I am now beginning to see the advantages of the Blériot training. There is a great deal of preliminary work on or near the ground. In all other aviation training, such as at Newport News, 90 per cent of the work is in making landings—in piquéing down, redressing at the proper moment and making gradual connections with the earth. I haven’t made a really bad landing yet and the reason is that I have been in a machine so much on and near the ground, that I have sort of developed a sense or feel of it, and almost automatically redress correctly, and settle easily. Also I can tell pretty closely what is flying speed because of the work on the rollers. It’s the same way with all the other students only I know it now from my own experience.
And this morning I began to realize that my hundred minutes at Newport News was invaluable. I not only found out some of the tricks of a master hand (Carlstrom) but also developed a bit of confidence in the air, and air sense, without which I could have got into trouble this morning. My bumpy ride this morning is absolutely invaluable. I’ll probably never have so much trouble in the air again, because a fast machine or even a Blériot with a good motor, would hardly have noticed these puffs. It was a bit risky, I guess, or the head monitor would not have been worried, but now that it’s over, I know a lot more.
IV
August 11, 1917.
Dear ——[B]:
You have certainly developed into a wonderful correspondent. Honest-to-goodness, a letter you started my way about a month ago was quite the most satisfactory and amusing thing I’ve received since I’ve been over here. Based on practically no material, yet it was alive with interest, every line. There’s nothing like a finishing school education. If I thought that you could knit, I would immediately appoint you as my marraine (godmother), for it’s quite possible for one person to have more than one soldier and I am but a soldier of the second class in the French Army. As I understand it, the chief duty of a marraine is to write letters—you’ve started that in good style—and to knit wool scarfs, which the devoted soldier hands to a French peasant woman to unravel and make a pair of socks out of....

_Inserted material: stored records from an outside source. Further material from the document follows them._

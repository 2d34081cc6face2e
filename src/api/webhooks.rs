use axum::{
    body::Bytes,
    extract::{Path, State},
    http::{HeaderMap, StatusCode},
    response::{IntoResponse, Response},
    Json,
};
use std::str::FromStr;
use tracing::{error, info, warn};

use crate::api::ApiState;
use crate::error::AppError;
use crate::payments::types::ProviderKind;

pub const SIGNATURE_HEADER: &str = "x-webhook-signature";

/// POST /webhooks/{provider_kind}
///
/// Unverifiable or unmatched notifications are acknowledged with
/// `{"status": "ignored"}` so providers stop redelivering them.
pub async fn handle_webhook(
    State(state): State<ApiState>,
    Path(provider_kind): Path<String>,
    headers: HeaderMap,
    body: Bytes,
) -> Response {
    let kind = match ProviderKind::from_str(&provider_kind) {
        Ok(kind) => kind,
        Err(e) => {
            warn!(provider = %provider_kind, "webhook for unknown provider");
            return AppError::from(e).into_response();
        }
    };
    info!(provider = %kind, bytes = body.len(), "Received webhook");

    let Some(signature) = headers
        .get(SIGNATURE_HEADER)
        .and_then(|v| v.to_str().ok())
        .filter(|s| !s.is_empty())
    else {
        warn!(provider = %kind, "Missing webhook signature");
        return ignored();
    };

    match state
        .services
        .reconciliation
        .handle_webhook(kind, &body, signature)
        .await
    {
        Ok(receipt) => (
            StatusCode::OK,
            Json(serde_json::json!({
                "status": "ok",
                "outcome": receipt.outcome,
                "transaction_id": receipt.transaction_id,
                "state": receipt.state,
            })),
        )
            .into_response(),
        Err(e) if e.is_ignorable() => {
            info!(provider = %kind, error = %e, "Webhook ignored");
            ignored()
        }
        Err(e) => {
            // Anything else is worth a redelivery.
            error!(provider = %kind, error = %e, "Webhook processing failed");
            AppError::from(e).into_response()
        }
    }
}

fn ignored() -> Response {
    (
        StatusCode::OK,
        Json(serde_json::json!({"status": "ignored"})),
    )
        .into_response()
}
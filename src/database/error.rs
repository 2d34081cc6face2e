use thiserror::Error;

pub type DatabaseResult<T> = Result<T, DatabaseError>;

#[derive(Debug, Clone)]
pub enum DatabaseErrorKind {
    NotFound { entity: String, id: String },
    /// A unique constraint rejected the write (e.g. a reused idempotency reference).
    UniqueViolation { constraint: Option<String> },
    Connection { message: String },
    /// A stored value could not be mapped back into a domain type.
    Decode { message: String },
    Query { message: String },
}

#[derive(Debug, Clone, Error)]
#[error("{}", self.describe())]
pub struct DatabaseError {
    pub kind: DatabaseErrorKind,
}

impl DatabaseError {
    pub fn new(kind: DatabaseErrorKind) -> Self {
        Self { kind }
    }

    pub fn not_found(entity: &str, id: impl ToString) -> Self {
        Self::new(DatabaseErrorKind::NotFound {
            entity: entity.to_string(),
            id: id.to_string(),
        })
    }

    pub fn decode(message: impl Into<String>) -> Self {
        Self::new(DatabaseErrorKind::Decode {
            message: message.into(),
        })
    }

    pub fn from_sqlx(err: sqlx::Error) -> Self {
        let kind = match &err {
            sqlx::Error::RowNotFound => DatabaseErrorKind::NotFound {
                entity: "row".to_string(),
                id: "unknown".to_string(),
            },
            sqlx::Error::Database(db) if db.is_unique_violation() => {
                DatabaseErrorKind::UniqueViolation {
                    constraint: db.constraint().map(|c| c.to_string()),
                }
            }
            sqlx::Error::PoolTimedOut | sqlx::Error::PoolClosed | sqlx::Error::Io(_) => {
                DatabaseErrorKind::Connection {
                    message: err.to_string(),
                }
            }
            sqlx::Error::ColumnDecode { .. } | sqlx::Error::Decode(_) => DatabaseErrorKind::Decode {
                message: err.to_string(),
            },
            _ => DatabaseErrorKind::Query {
                message: err.to_string(),
            },
        };
        Self::new(kind)
    }

    pub fn is_unique_violation(&self) -> bool {
        matches!(self.kind, DatabaseErrorKind::UniqueViolation { .. })
    }

    pub fn is_retryable(&self) -> bool {
        matches!(self.kind, DatabaseErrorKind::Connection { .. })
    }

    fn describe(&self) -> String {
        match &self.kind {
            DatabaseErrorKind::NotFound { entity, id } => format!("{} '{}' not found", entity, id),
            DatabaseErrorKind::UniqueViolation { constraint } => match constraint {
                Some(c) => format!("unique constraint violated: {}", c),
                None => "unique constraint violated".to_string(),
            },
            DatabaseErrorKind::Connection { message } => format!("connection error: {}", message),
            DatabaseErrorKind::Decode { message } => format!("decode error: {}", message),
            DatabaseErrorKind::Query { message } => format!("query error: {}", message),
        }
    }
}

impl From<DatabaseError> for crate::error::AppError {
    fn from(err: DatabaseError) -> Self {
        use crate::error::{AppError, AppErrorKind, InfrastructureError};

        AppError::new(AppErrorKind::Infrastructure(InfrastructureError::Database {
            message: err.to_string(),
            is_retryable: err.is_retryable(),
        }))
    }
}

#[cfg(test)]
mod tests {
    use super::*;

    #[test]
    fn row_not_found_maps_to_not_found() {
        let err = DatabaseError::from_sqlx(sqlx::Error::RowNotFound);
        assert!(matches!(err.kind, DatabaseErrorKind::NotFound { .. }));
        assert!(!err.is_retryable());
    }

    #[test]
    fn pool_timeout_is_retryable() {
        let err = DatabaseError::from_sqlx(sqlx::Error::PoolTimedOut);
        assert!(err.is_retryable());
        assert!(!err.is_unique_violation());
    }
}
use thiserror::Error;

pub type PaymentResult<T> = Result<T, PaymentError>;

#[derive(Debug, Clone, Error)]
pub enum PaymentError {
    #[error("Validation error: {message}")]
    ValidationError {
        message: String,
        field: Option<String>,
    },

    #[error("Invalid payer handle '{handle}': {reason}")]
    InvalidPayerHandle { handle: String, reason: String },

    #[error("Provider unavailable: provider={provider}, message={message}")]
    ProviderUnavailable {
        provider: String,
        message: String,
        retry_after_seconds: Option<u64>,
    },

    #[error("Provider rejected request: provider={provider}, message={message}")]
    ProviderRejected {
        provider: String,
        message: String,
        provider_code: Option<String>,
    },

    #[error("Webhook verification failed: {message}")]
    WebhookVerificationError { message: String },

    #[error("Unexpected provider response: provider={provider}, message={message}")]
    MalformedResponse { provider: String, message: String },
}

impl PaymentError {
    pub fn is_retryable(&self) -> bool {
        match self {
            PaymentError::ValidationError { .. } => false,
            PaymentError::InvalidPayerHandle { .. } => false,
            PaymentError::ProviderUnavailable { .. } => true,
            PaymentError::ProviderRejected { .. } => false,
            PaymentError::WebhookVerificationError { .. } => false,
            PaymentError::MalformedResponse { .. } => false,
        }
    }

    /// Errors that leave a ledger row behind as `failed` rather than
    /// rejecting the submission up front.
    pub fn is_provider_failure(&self) -> bool {
        matches!(
            self,
            PaymentError::ProviderUnavailable { .. }
                | PaymentError::ProviderRejected { .. }
                | PaymentError::MalformedResponse { .. }
        )
    }

    pub fn http_status_code(&self) -> u16 {
        match self {
            PaymentError::ValidationError { .. } => 400,
            PaymentError::InvalidPayerHandle { .. } => 400,
            PaymentError::ProviderUnavailable { .. } => 503,
            PaymentError::ProviderRejected { .. } => 402,
            PaymentError::WebhookVerificationError { .. } => 401,
            PaymentError::MalformedResponse { .. } => 502,
        }
    }

    pub fn user_message(&self) -> String {
        match self {
            PaymentError::ValidationError { message, .. } => message.clone(),
            PaymentError::InvalidPayerHandle { handle, .. } => {
                format!("'{}' is not a valid payment number", handle)
            }
            PaymentError::ProviderUnavailable { .. } => {
                "Payment provider is temporarily unavailable. Please retry shortly".to_string()
            }
            PaymentError::ProviderRejected { .. } => {
                "Payment was rejected by the provider".to_string()
            }
            PaymentError::WebhookVerificationError { .. } => {
                "Invalid webhook signature".to_string()
            }
            PaymentError::MalformedResponse { .. } => {
                "Payment provider returned an error".to_string()
            }
        }
    }
}

impl From<PaymentError> for crate::error::AppError {
    fn from(err: PaymentError) -> Self {
        use crate::error::{AppError, AppErrorKind, ExternalError, ValidationError};

        let kind = match &err {
            PaymentError::ValidationError { message, field } => match field {
                Some(field) => AppErrorKind::Validation(ValidationError::InvalidField {
                    field: field.clone(),
                    reason: message.clone(),
                }),
                None => AppErrorKind::Validation(ValidationError::InvalidField {
                    field: "request".to_string(),
                    reason: message.clone(),
                }),
            },
            PaymentError::InvalidPayerHandle { handle, reason } => {
                AppErrorKind::Validation(ValidationError::InvalidPayerHandle {
                    handle: handle.clone(),
                    reason: reason.clone(),
                })
            }
            PaymentError::WebhookVerificationError { message } => {
                AppErrorKind::External(ExternalError::InvalidSignature {
                    message: message.clone(),
                })
            }
            PaymentError::ProviderUnavailable { provider, .. }
            | PaymentError::ProviderRejected { provider, .. }
            | PaymentError::MalformedResponse { provider, .. } => {
                AppErrorKind::External(ExternalError::PaymentProvider {
                    provider: provider.clone(),
                    message: err.to_string(),
                    is_retryable: err.is_retryable(),
                })
            }
        };

        AppError::new(kind)
    }
}

#[cfg(test)]
mod tests {
    use super::*;

    #[test]
    fn error_http_status_mapping_is_correct() {
        assert_eq!(
            PaymentError::InvalidPayerHandle {
                handle: "123".to_string(),
                reason: "too short".to_string()
            }
            .http_status_code(),
            400
        );
        assert_eq!(
            PaymentError::ProviderUnavailable {
                provider: "push".to_string(),
                message: "timeout".to_string(),
                retry_after_seconds: None,
            }
            .http_status_code(),
            503
        );
    }

    #[test]
    fn provider_failures_are_classified() {
        assert!(PaymentError::ProviderRejected {
            provider: "push".to_string(),
            message: "blocked".to_string(),
            provider_code: None,
        }
        .is_provider_failure());
        assert!(!PaymentError::InvalidPayerHandle {
            handle: "x".to_string(),
            reason: "bad".to_string(),
        }
        .is_provider_failure());
        assert!(!PaymentError::ProviderRejected {
            provider: "push".to_string(),
            message: "limit".to_string(),
            provider_code: None,
        }
        .is_retryable());
    }
}
use axum::{
    extract::{Path, State},
    http::{HeaderMap, StatusCode},
    response::{IntoResponse, Response},
    Json,
};
use tracing::info;
use uuid::Uuid;

use crate::api::{request_id, ApiState};
use crate::error::AppError;
use crate::middleware::error::success_response;
use crate::services::payment_orchestrator::SubmitPaymentRequest;

/// POST /payments
pub async fn submit_payment(
    State(state): State<ApiState>,
    headers: HeaderMap,
    Json(request): Json<SubmitPaymentRequest>,
) -> Result<Response, AppError> {
    let request_id = request_id(&headers);
    let result = state
        .services
        .orchestrator
        .submit(request)
        .await
        .map_err(|e| attach(AppError::from(e), &request_id))?;

    info!(
        transaction_id = %result.transaction.id,
        state = %result.transaction.state,
        duplicate = result.duplicate,
        "payment submitted"
    );
    let status = if result.duplicate {
        StatusCode::OK
    } else {
        StatusCode::CREATED
    };
    Ok((status, success_response(result)).into_response())
}

/// GET /payments/{id}
pub async fn get_payment(
    State(state): State<ApiState>,
    headers: HeaderMap,
    Path(id): Path<Uuid>,
) -> Result<Response, AppError> {
    let transaction = state
        .services
        .orchestrator
        .get_transaction(id)
        .await
        .map_err(|e| attach(AppError::from(e), &request_id(&headers)))?;
    Ok(success_response(transaction).into_response())
}

/// POST /payments/{id}/check-status
pub async fn check_status(
    State(state): State<ApiState>,
    headers: HeaderMap,
    Path(id): Path<Uuid>,
) -> Result<Response, AppError> {
    let check = state
        .services
        .reconciliation
        .check_status(id)
        .await
        .map_err(|e| attach(AppError::from(e), &request_id(&headers)))?;
    Ok(success_response(check).into_response())
}

pub(crate) fn attach(error: AppError, request_id: &Option<String>) -> AppError {
    match request_id {
        Some(id) => error.with_request_id(id.clone()),
        None => error,
    }
}
#[derive(Debug, Clone, Copy, Serialize, Deserialize, PartialEq, Eq)]
#[serde(rename_all = "snake_case")]
pub enum SubscriptionStatus {
    Active,
    Pending,
    Cancelled,
}

impl SubscriptionStatus {
    pub fn as_str(&self) -> &'static str {
        match self {
            SubscriptionStatus::Active => "active",
            SubscriptionStatus::Pending => "pending",
            SubscriptionStatus::Cancelled => "cancelled",
        }
    }
}

impl std::fmt::Display for SubscriptionStatus {
    fn fmt(&self, f: &mut std::fmt::Formatter<'_>) -> std::fmt::Result {
        write!(f, "{}", self.as_str())
    }
}

impl FromStr for SubscriptionStatus {
    type Err = DatabaseError;

    fn from_str(value: &str) -> Result<Self, Self::Err> {
        match value {
            "active" => Ok(SubscriptionStatus::Active),
            "pending" => Ok(SubscriptionStatus::Pending),
            "cancelled" => Ok(SubscriptionStatus::Cancelled),
            other => Err(DatabaseError::decode(format!(
                "unknown subscription status '{}'",
                other
            ))),
        }
    }
}

/// A seller's billing plan.
///
/// `scheduled_price` holds a downgrade price that takes effect at `expires_at`.
/// The `pending_*` fields describe an upgrade that waits on
/// `pending_transaction_id` reaching `completed`.
#[derive(Debug, Clone, Serialize, Deserialize, PartialEq, Eq)]
pub struct Subscription {
    pub id: Uuid,
    pub seller_id: Uuid,
    pub plan: PlanId,
    pub monthly_price: i64,
    pub currency: String,
    pub status: SubscriptionStatus,
    pub expires_at: DateTime<Utc>,
    pub scheduled_price: Option<i64>,
    pub pending_plan: Option<PlanId>,
    pub pending_price: Option<i64>,
    pub pending_transaction_id: Option<Uuid>,
    pub created_at: DateTime<Utc>,
    pub updated_at: DateTime<Utc>,
}

impl Subscription {
    pub fn pricing_model(&self) -> PricingModel {
        self.plan.pricing_model()
    }

    pub fn has_pending_change(&self) -> bool {
        self.pending_transaction_id.is_some()
    }

    /// Cancelled and past the end of the last paid cycle.
    pub fn has_lapsed(&self, now: DateTime<Utc>) -> bool {
        self.status == SubscriptionStatus::Cancelled && self.expires_at <= now
    }
}

/// A plan change that needs no payment.
#[derive(Debug, Clone, Copy, PartialEq, Eq)]
pub enum PlanSwitch {
    /// The new price is billed from now on.
    Immediate { plan: PlanId, monthly_price: i64 },
    /// The current price stays until the cycle ends; a different price is
    /// scheduled for the next cycle.
    AtCycleEnd { plan: PlanId, monthly_price: i64 },
}

#[derive(Debug, Clone)]
pub struct NewSubscription {
    pub seller_id: Uuid,
    pub plan: PlanId,
    pub monthly_price: i64,
    pub currency: String,
    pub expires_at: DateTime<Utc>,
}

#[async_trait]
pub trait SubscriptionRepository: Send + Sync {
    async fn create_subscription(&self, new: NewSubscription) -> DatabaseResult<Subscription>;

    async fn find_subscription_by_seller(
        &self,
        seller_id: Uuid,
    ) -> DatabaseResult<Option<Subscription>>;

    /// Applies `switch` and reactivates the subscription. `None` while an
    /// upgrade is awaiting payment.
    async fn switch_plan(
        &self,
        id: Uuid,
        switch: PlanSwitch,
    ) -> DatabaseResult<Option<Subscription>>;

    /// Records an upgrade to `plan` that waits on `transaction_id`. `None`
    /// when another change is already awaiting payment.
    async fn begin_pending_change(
        &self,
        id: Uuid,
        plan: PlanId,
        price: i64,
        transaction_id: Uuid,
    ) -> DatabaseResult<Option<Subscription>>;

    /// Marks the subscription cancelled and drops any scheduled price. An
    /// awaiting upgrade is left alone. `None` when already cancelled.
    async fn cancel_subscription(&self, id: Uuid) -> DatabaseResult<Option<Subscription>>;

    /// Commits the awaiting-payment change if it is still tied to
    /// `transaction_id`: plan and price move over, status becomes active and a
    /// new cycle ending at `new_expires_at` starts. `None` when the change was
    /// already committed or cleared.
    async fn commit_pending_change(
        &self,
        id: Uuid,
        transaction_id: Uuid,
        new_expires_at: DateTime<Utc>,
    ) -> DatabaseResult<Option<Subscription>>;

    /// Drops the awaiting-payment change tied to `transaction_id`.
    async fn clear_pending_change(
        &self,
        id: Uuid,
        transaction_id: Uuid,
    ) -> DatabaseResult<Option<Subscription>>;

    /// Active subscriptions with a scheduled price whose cycle ended before `now`.
    async fn find_due_scheduled_changes(
        &self,
        now: DateTime<Utc>,
        limit: i64,
    ) -> DatabaseResult<Vec<Subscription>>;

    /// Applies the scheduled price if the cycle ending at `expected_expires_at`
    /// has not been rolled over yet.
    async fn apply_scheduled_price(
        &self,
        id: Uuid,
        expected_expires_at: DateTime<Utc>,
        new_expires_at: DateTime<Utc>,
    ) -> DatabaseResult<Option<Subscription>>;
}
use crate::database::error::{DatabaseError, DatabaseResult};
use crate::payments::types::{ProviderKind, ProviderStatus};
use async_trait::async_trait;
use chrono::{DateTime, Utc};
use serde::{Deserialize, Serialize};
use serde_json::Value as JsonValue;
use sqlx::{FromRow, PgPool};
use std::str::FromStr;
use uuid::Uuid;

/// What reconciliation did with a verified notification.
#[derive(Debug, Clone, Copy, Serialize, Deserialize, PartialEq, Eq)]
#[serde(rename_all = "snake_case")]
pub enum WebhookOutcome {
    /// First terminal transition; side effects ran.
    Applied,
    /// The row already sat in the notified terminal state.
    Duplicate,
    /// The row is terminal in a different state than the one notified.
    ConflictingTerminal,
    /// Non-terminal status; the row moved to (or stayed) processing.
    Intermediate,
    UnknownTransaction,
}

impl WebhookOutcome {
    pub fn as_str(&self) -> &'static str {
        match self {
            WebhookOutcome::Applied => "applied",
            WebhookOutcome::Duplicate => "duplicate",
            WebhookOutcome::ConflictingTerminal => "conflicting_terminal",
            WebhookOutcome::Intermediate => "intermediate",
            WebhookOutcome::UnknownTransaction => "unknown_transaction",
        }
    }
}

impl std::fmt::Display for WebhookOutcome {
    fn fmt(&self, f: &mut std::fmt::Formatter<'_>) -> std::fmt::Result {
        write!(f, "{}", self.as_str())
    }
}

impl FromStr for WebhookOutcome {
    type Err = DatabaseError;

    fn from_str(value: &str) -> Result<Self, Self::Err> {
        match value {
            "applied" => Ok(WebhookOutcome::Applied),
            "duplicate" => Ok(WebhookOutcome::Duplicate),
            "conflicting_terminal" => Ok(WebhookOutcome::ConflictingTerminal),
            "intermediate" => Ok(WebhookOutcome::Intermediate),
            "unknown_transaction" => Ok(WebhookOutcome::UnknownTransaction),
            other => Err(DatabaseError::decode(format!(
                "unknown webhook outcome '{}'",
                other
            ))),
        }
    }
}

#[derive(Debug, Clone, Serialize, Deserialize)]
pub struct WebhookEventRecord {
    pub id: Uuid,
    pub provider_kind: ProviderKind,
    pub event_type: String,
    pub provider_reference: Option<String>,
    pub idempotency_reference: Option<String>,
    pub provider_status: ProviderStatus,
    pub outcome: WebhookOutcome,
    pub transaction_id: Option<Uuid>,
    pub payload: JsonValue,
    pub received_at: DateTime<Utc>,
}

#[derive(Debug, Clone)]
pub struct NewWebhookEvent {
    pub provider_kind: ProviderKind,
    pub event_type: String,
    pub provider_reference: Option<String>,
    pub idempotency_reference: Option<String>,
    pub provider_status: ProviderStatus,
    pub outcome: WebhookOutcome,
    pub transaction_id: Option<Uuid>,
    pub payload: JsonValue,
}

#[async_trait]
pub trait WebhookEventRepository: Send + Sync {
    async fn record_event(&self, new: NewWebhookEvent) -> DatabaseResult<WebhookEventRecord>;

    async fn list_events_for_transaction(
        &self,
        transaction_id: Uuid,
    ) -> DatabaseResult<Vec<WebhookEventRecord>>;
}

#[derive(Debug, FromRow)]
struct WebhookEventRow {
    id: Uuid,
    provider_kind: String,
    event_type: String,
    provider_reference: Option<String>,
    idempotency_reference: Option<String>,
    provider_status: String,
    outcome: String,
    transaction_id: Option<Uuid>,
    payload: JsonValue,
    received_at: DateTime<Utc>,
}

fn provider_status_as_str(status: ProviderStatus) -> &'static str {
    match status {
        ProviderStatus::Pending => "pending",
        ProviderStatus::Successful => "successful",
        ProviderStatus::Failed => "failed",
        ProviderStatus::Cancelled => "cancelled",
    }
}

fn provider_status_from_str(value: &str) -> DatabaseResult<ProviderStatus> {
    match value {
        "pending" => Ok(ProviderStatus::Pending),
        "successful" => Ok(ProviderStatus::Successful),
        "failed" => Ok(ProviderStatus::Failed),
        "cancelled" => Ok(ProviderStatus::Cancelled),
        other => Err(DatabaseError::decode(format!(
            "unknown provider status '{}'",
            other
        ))),
    }
}

impl TryFrom<WebhookEventRow> for WebhookEventRecord {
    type Error = DatabaseError;

    fn try_from(row: WebhookEventRow) -> Result<Self, Self::Error> {
        Ok(WebhookEventRecord {
            id: row.id,
            provider_kind: ProviderKind::from_str(&row.provider_kind)
                .map_err(|e| DatabaseError::decode(e.to_string()))?,
            event_type: row.event_type,
            provider_reference: row.provider_reference,
            idempotency_reference: row.idempotency_reference,
            provider_status: provider_status_from_str(&row.provider_status)?,
            outcome: WebhookOutcome::from_str(&row.outcome)?,
            transaction_id: row.transaction_id,
            payload: row.payload,
            received_at: row.received_at,
        })
    }
}

pub struct PgWebhookEventRepository {
    pool: PgPool,
}

impl PgWebhookEventRepository {
    pub fn new(pool: PgPool) -> Self {
        Self { pool }
    }
}

#[async_trait]
impl WebhookEventRepository for PgWebhookEventRepository {
    async fn record_event(&self, new: NewWebhookEvent) -> DatabaseResult<WebhookEventRecord> {
        let row = sqlx::query_as::<_, WebhookEventRow>(
            "INSERT INTO webhook_events
             (id, provider_kind, event_type, provider_reference, idempotency_reference,
              provider_status, outcome, transaction_id, payload)
             VALUES ($1, $2, $3, $4, $5, $6, $7, $8, $9)
             RETURNING id, provider_kind, event_type, provider_reference, idempotency_reference,
                       provider_status, outcome, transaction_id, payload, received_at",
        )
        .bind(Uuid::new_v4())
        .bind(new.provider_kind.as_str())
        .bind(&new.event_type)
        .bind(&new.provider_reference)
        .bind(&new.idempotency_reference)
        .bind(provider_status_as_str(new.provider_status))
        .bind(new.outcome.as_str())
        .bind(new.transaction_id)
        .bind(&new.payload)
        .fetch_one(&self.pool)
        .await
        .map_err(DatabaseError::from_sqlx)?;
        WebhookEventRecord::try_from(row)
    }

    async fn list_events_for_transaction(
        &self,
        transaction_id: Uuid,
    ) -> DatabaseResult<Vec<WebhookEventRecord>> {
        let rows = sqlx::query_as::<_, WebhookEventRow>(
            "SELECT id, provider_kind, event_type, provider_reference, idempotency_reference,
                    provider_status, outcome, transaction_id, payload, received_at
             FROM webhook_events
             WHERE transaction_id = $1
             ORDER BY received_at ASC",
        )
        .bind(transaction_id)
        .fetch_all(&self.pool)
        .await
        .map_err(DatabaseError::from_sqlx)?;
        rows.into_iter().map(WebhookEventRecord::try_from).collect()
    }
}
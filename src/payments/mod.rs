pub mod error;
pub mod factory;
pub mod provider;
pub mod providers;
pub mod types;
pub mod utils;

Many Yale boys have wandered in upon us of late, Alan Winslow, Wally Winter, George Mosely, and others. Also Chester Bassett, late of Washington and Harvard University, who I believe has the good fortune to be acquainted with you, a very recommendable young man. They tell me that Cord Meyer is aviating at some camp nearby, but, not having any machines, they have to spend their time touring the country in a high powered motor.
Had a long and gossipy letter from Pat the other day, containing details of many weddings and engagements, even unto young —— ——. All my classmates are doing the same stunt. How about being original and waiting until the war is over and seeing who of the competitors are left? I quite expect to be, but it’s luck I’m trusting to; there’s a lot of war left in the nations of Europe. One never can tell; I may come home on permission in a French uniform with a wing on my collar.... When the American Air Service is a little further along, it may be that we will be taken over from the French Army.